The correct answer is B: the node controller. In Kubernetes, node health is monitored and reflected through Node conditions such as Ready. The Node Controller (a controller that runs as part of the control plane, within the controller-manager) is responsible for monitoring node heartbeats and updating node status when a node becomes unreachable or unhealthy.
Nodes periodically report status (including kubelet heartbeats) to the API server. The Node Controller watches these updates. If it detects that a node has stopped reporting within expected time windows, it marks the node condition Ready as Unknown (or otherwise updates conditions) to indicate the control plane can’t confirm node health. This status change then influences higher-level behaviors such as Pod eviction and rescheduling: after grace periods and eviction timeouts, Pods on an unhealthy node may be evicted so the workload can be recreated on healthy nodes (assuming a controller manages replicas).

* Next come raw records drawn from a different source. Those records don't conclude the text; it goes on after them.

use std::collections::HashMap;
use std::io;
use std::sync::{Arc, LazyLock, Mutex};

use portscout_protocol::{Message, Port, PortEventKind};
use regex::Regex;
use tokio::io::{AsyncBufReadExt, AsyncRead, AsyncWrite, AsyncWriteExt, BufReader};
use tokio::sync::{mpsc, oneshot};
use tracing::{debug, error};

use crate::discovery::{Discovery, ErrorCallback, EventCallback};

/// The only protocol version supported so far. The server answers with
/// this version regardless of what the client requested.
const PROTOCOL_VERSION: i32 = 1;

static HELLO_RE: LazyLock<Regex> =
    LazyLock::new(|| Regex::new(r#"^(\d+) "([^"]+)"$"#).expect("hello pattern is valid"));

/// Errors terminating a protocol session.
#[derive(Debug, thiserror::Error)]
pub enum ServerError {
    #[error("input stream error: {0}")]
    Input(#[source] io::Error),

    #[error("input stream closed")]
    InputClosed,

    #[error("output stream error: {0}")]
    Output(#[source] io::Error),
}

/// Work items for the output writer task.
enum OutputEvent {
    Message(Message),
    Flush(oneshot::Sender<()>),
}

/// Port snapshot maintained while the session is in polling mode.
///
/// Mutated by the callbacks handed to the implementation, which may run
/// on any task, so it lives behind a mutex shared with the command loop.
#[derive(Default)]
struct PollCache {
    ports: HashMap<String, Port>,
    err: Option<String>,
}

/// Protocol handler driving a [`Discovery`] implementation.
///
/// Created with [`Server::new`]; [`Server::run`] blocks until `QUIT` is
/// received or the input stream fails.
pub struct Server<D> {
    discovery: D,
    user_agent: String,
    req_protocol_version: i32,
    initialized: bool,
    started: bool,
    sync_started: bool,
    cache: Arc<Mutex<PollCache>>,
    out: Option<mpsc::UnboundedSender<OutputEvent>>,
    write_failure: Arc<Mutex<Option<io::Error>>>,
}

impl<D: Discovery> Server<D> {
    /// Create a server backed by the given discovery implementation.
    pub fn new(discovery: D) -> Self {
        Self {
            discovery,
            user_agent: String::new(),
            req_protocol_version: 0,
            initialized: false,
            started: false,
            sync_started: false,
            cache: Arc::new(Mutex::new(PollCache::default())),
            out: None,
            write_failure: Arc::new(Mutex::new(None)),
        }
    }

    /// User agent announced by the client, available after the handshake.
    pub fn user_agent(&self) -> &str {
        &self.user_agent
    }

    /// Protocol version the client asked for, available after the
    /// handshake. The negotiated version is always [`PROTOCOL_VERSION`].
    pub fn requested_protocol_version(&self) -> i32 {
        self.req_protocol_version
    }

    /// Run the protocol loop on the given streams, usually stdin and
    /// stdout. Blocks until `QUIT` is received (returns `Ok`) or the
    /// input or output stream fails (returns the stream error).
    ///
    /// All output, including event-callback emissions from the
    /// implementation's own tasks, is serialized through a single writer
    /// so no two documents ever interleave.
    ///
    /// # Errors
    ///
    /// [`ServerError::InputClosed`] or [`ServerError::Input`] when the
    /// command stream ends or fails, [`ServerError::Output`] when a reply
    /// cannot be written. The protocol framing is unrecoverable after a
    /// failed write, so the session always aborts in that case.
    pub async fn run<R, W>(&mut self, input: R, output: W) -> Result<(), ServerError>
    where
        R: AsyncRead + Unpin,
        W: AsyncWrite + Unpin + Send + 'static,
    {
        let (out_tx, out_rx) = mpsc::unbounded_channel();
        self.out = Some(out_tx.clone());
        let writer = tokio::spawn(output_loop(
            out_rx,
            output,
            Arc::clone(&self.write_failure),
        ));

        let mut lines = BufReader::new(input).lines();
        let result = loop {
            if out_tx.is_closed() {
                break Err(self.take_write_failure());
            }

            let line = match lines.next_line().await {
                Ok(Some(line)) => line,
                Ok(None) => {
                    let err = ServerError::InputClosed;
                    self.emit(Message::error("command_error", err.to_string()));
                    break Err(err);
                }
                Err(e) => {
                    self.emit(Message::error("command_error", e.to_string()));
                    break Err(ServerError::Input(e));
                }
            };

            let line = line.trim();
            let cmd = line
                .split_whitespace()
                .next()
                .unwrap_or("")
                .to_uppercase();
            debug!(command = %cmd, "received command");

            if !self.initialized && cmd != "HELLO" && cmd != "QUIT" {
                self.emit(Message::error(
                    "command_error",
                    format!("First command must be HELLO, but got '{cmd}'"),
                ));
                continue;
            }

            match cmd.as_str() {
                "HELLO" => self.hello(line.get(6..).unwrap_or("")),
                "START" => self.start(),
                "LIST" => self.list(),
                "START_SYNC" => self.start_sync(),
                "STOP" => self.stop(),
                "QUIT" => {
                    self.discovery.quit();
                    self.emit(Message::ok("quit"));
                    break Ok(());
                }
                _ => self.emit(Message::error(
                    "command_error",
                    format!("Command {cmd} not supported"),
                )),
            }
        };

        // Wait for everything queued so far to reach the wire before
        // returning; the writer itself stays alive as long as the
        // implementation still holds event callbacks.
        self.out = None;
        let (ack_tx, ack_rx) = oneshot::channel();
        if out_tx.send(OutputEvent::Flush(ack_tx)).is_ok() {
            let _ = ack_rx.await;
        }
        drop(out_tx);
        drop(writer);

        match result {
            Ok(()) if self.write_failure.lock().unwrap().is_some() => {
                Err(self.take_write_failure())
            }
            other => other,
        }
    }

    fn emit(&self, msg: Message) {
        if let Some(out) = &self.out {
            let _ = out.send(OutputEvent::Message(msg));
        }
    }

    fn take_write_failure(&self) -> ServerError {
        let e = self
            .write_failure
            .lock()
            .unwrap()
            .take()
            .unwrap_or_else(|| io::Error::other("output writer terminated"));
        ServerError::Output(e)
    }

    fn hello(&mut self, payload: &str) {
        if self.initialized {
            self.emit(Message::error("hello", "HELLO already called"));
            return;
        }
        let Some(captures) = HELLO_RE.captures(payload) else {
            self.emit(Message::error("hello", "Invalid HELLO command"));
            return;
        };
        let agent = captures[2].to_string();
        let Ok(version) = captures[1].parse::<i32>() else {
            // The wire format reports the agent string here, not the
            // numeric token.
            self.emit(Message::error(
                "hello",
                format!("Invalid protocol version: {agent}"),
            ));
            return;
        };
        self.user_agent = agent;
        self.req_protocol_version = version;
        if let Err(e) = self.discovery.hello(&self.user_agent, PROTOCOL_VERSION) {
            self.emit(Message::error("hello", e.to_string()));
            return;
        }
        self.emit(Message {
            protocol_version: Some(PROTOCOL_VERSION),
            ..Message::ok("hello")
        });
        self.initialized = true;
    }

    fn start(&mut self) {
        if self.started {
            self.emit(Message::error("start", "Discovery already STARTed"));
            return;
        }
        if self.sync_started {
            self.emit(Message::error(
                "start",
                "Discovery already START_SYNCed, cannot START",
            ));
            return;
        }

        // Reset before installing the callbacks: the implementation may
        // report the initial port burst from inside start_sync.
        {
            let mut cache = self.cache.lock().unwrap();
            cache.ports.clear();
            cache.err = None;
        }

        let cache = Arc::clone(&self.cache);
        let events: EventCallback = Box::new(move |kind, port| {
            let mut cache = cache.lock().unwrap();
            match kind {
                PortEventKind::Add => {
                    cache.ports.insert(port.key(), port);
                }
                PortEventKind::Remove => {
                    cache.ports.remove(&port.key());
                }
            }
        });
        let cache = Arc::clone(&self.cache);
        let errors: ErrorCallback = Box::new(move |msg| {
            cache.lock().unwrap().err = Some(msg);
        });

        if let Err(e) = self.discovery.start_sync(events, errors) {
            self.emit(Message::error("start", format!("Cannot START: {e}")));
            return;
        }
        self.started = true;
        self.emit(Message::ok("start"));
    }

    fn list(&mut self) {
        if !self.started {
            self.emit(Message::error("list", "Discovery not STARTed"));
            return;
        }
        if self.sync_started {
            self.emit(Message::error(
                "list",
                "discovery already START_SYNCed, LIST not allowed",
            ));
            return;
        }
        let reply = {
            let cache = self.cache.lock().unwrap();
            match &cache.err {
                Some(err) => Message::error("list", err.clone()),
                None => Message::port_list(cache.ports.values().cloned().collect()),
            }
        };
        self.emit(reply);
    }

    fn start_sync(&mut self) {
        if self.sync_started {
            self.emit(Message::error(
                "start_sync",
                "Discovery already START_SYNCed",
            ));
            return;
        }
        if self.started {
            self.emit(Message::error(
                "start_sync",
                "Discovery already STARTed, cannot START_SYNC",
            ));
            return;
        }

        let out = self.out.clone();
        let events: EventCallback = Box::new(move |kind, port| {
            if let Some(out) = &out {
                let _ = out.send(OutputEvent::Message(Message::port_event(kind, port)));
            }
        });
        let out = self.out.clone();
        let errors: ErrorCallback = Box::new(move |msg| {
            if let Some(out) = &out {
                let _ = out.send(OutputEvent::Message(Message::error("start_sync", msg)));
            }
        });

        if let Err(e) = self.discovery.start_sync(events, errors) {
            self.emit(Message::error(
                "start_sync",
                format!("Cannot START_SYNC: {e}"),
            ));
            return;
        }
        self.sync_started = true;
        self.emit(Message::ok("start_sync"));
    }

    fn stop(&mut self) {
        if !self.sync_started && !self.started {
            self.emit(Message::error("stop", "Discovery already STOPped"));
            return;
        }
        if let Err(e) = self.discovery.stop() {
            self.emit(Message::error("stop", format!("Cannot STOP: {e}")));
            return;
        }
        self.started = false;
        self.sync_started = false;
        self.emit(Message::ok("stop"));
    }
}

/// Drain the output queue onto the wire, one pretty-printed document per
/// message, each followed by a newline.
///
/// A failed write is fatal: the error is stashed for the command loop
/// and the task exits, which closes the queue and aborts the session.
async fn output_loop<W>(
    mut rx: mpsc::UnboundedReceiver<OutputEvent>,
    mut out: W,
    failure: Arc<Mutex<Option<io::Error>>>,
) where
    W: AsyncWrite + Unpin,
{
    while let Some(event) = rx.recv().await {
        match event {
            OutputEvent::Message(msg) => {
                let json = serde_json::to_string_pretty(&msg).unwrap_or_else(|e| {
                    // The fallback is a strings-only message, which
                    // always marshals.
                    serde_json::to_string_pretty(&Message::error("command_error", e.to_string()))
                        .unwrap_or_default()
                });
                let mut data = json.into_bytes();
                data.push(b'\n');
                if let Err(e) = out.write_all(&data).await {
                    error!("writing to output stream: {e}");
                    *failure.lock().unwrap() = Some(e);
                    return;
                }
                if let Err(e) = out.flush().await {
                    error!("flushing output stream: {e}");
                    *failure.lock().unwrap() = Some(e);
                    return;
                }
            }
            OutputEvent::Flush(ack) => {
                let _ = ack.send(());
            }
        }
    }
}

Option A (kube-proxy) is a node component for Service traffic routing and does not manage node health conditions. Option C (kubectl) is a CLI client; it does not participate in control plane health monitoring. Option D (kube-apiserver) stores and serves Node status, but it doesn’t decide when a node is unreachable; it persists what controllers and kubelets report. The “decision logic” for updating the Ready condition in response to missing heartbeats is the Node Controller’s job.
So, the component that updates the Node Ready condition when a node becomes unreachable is the node controller, which is option B.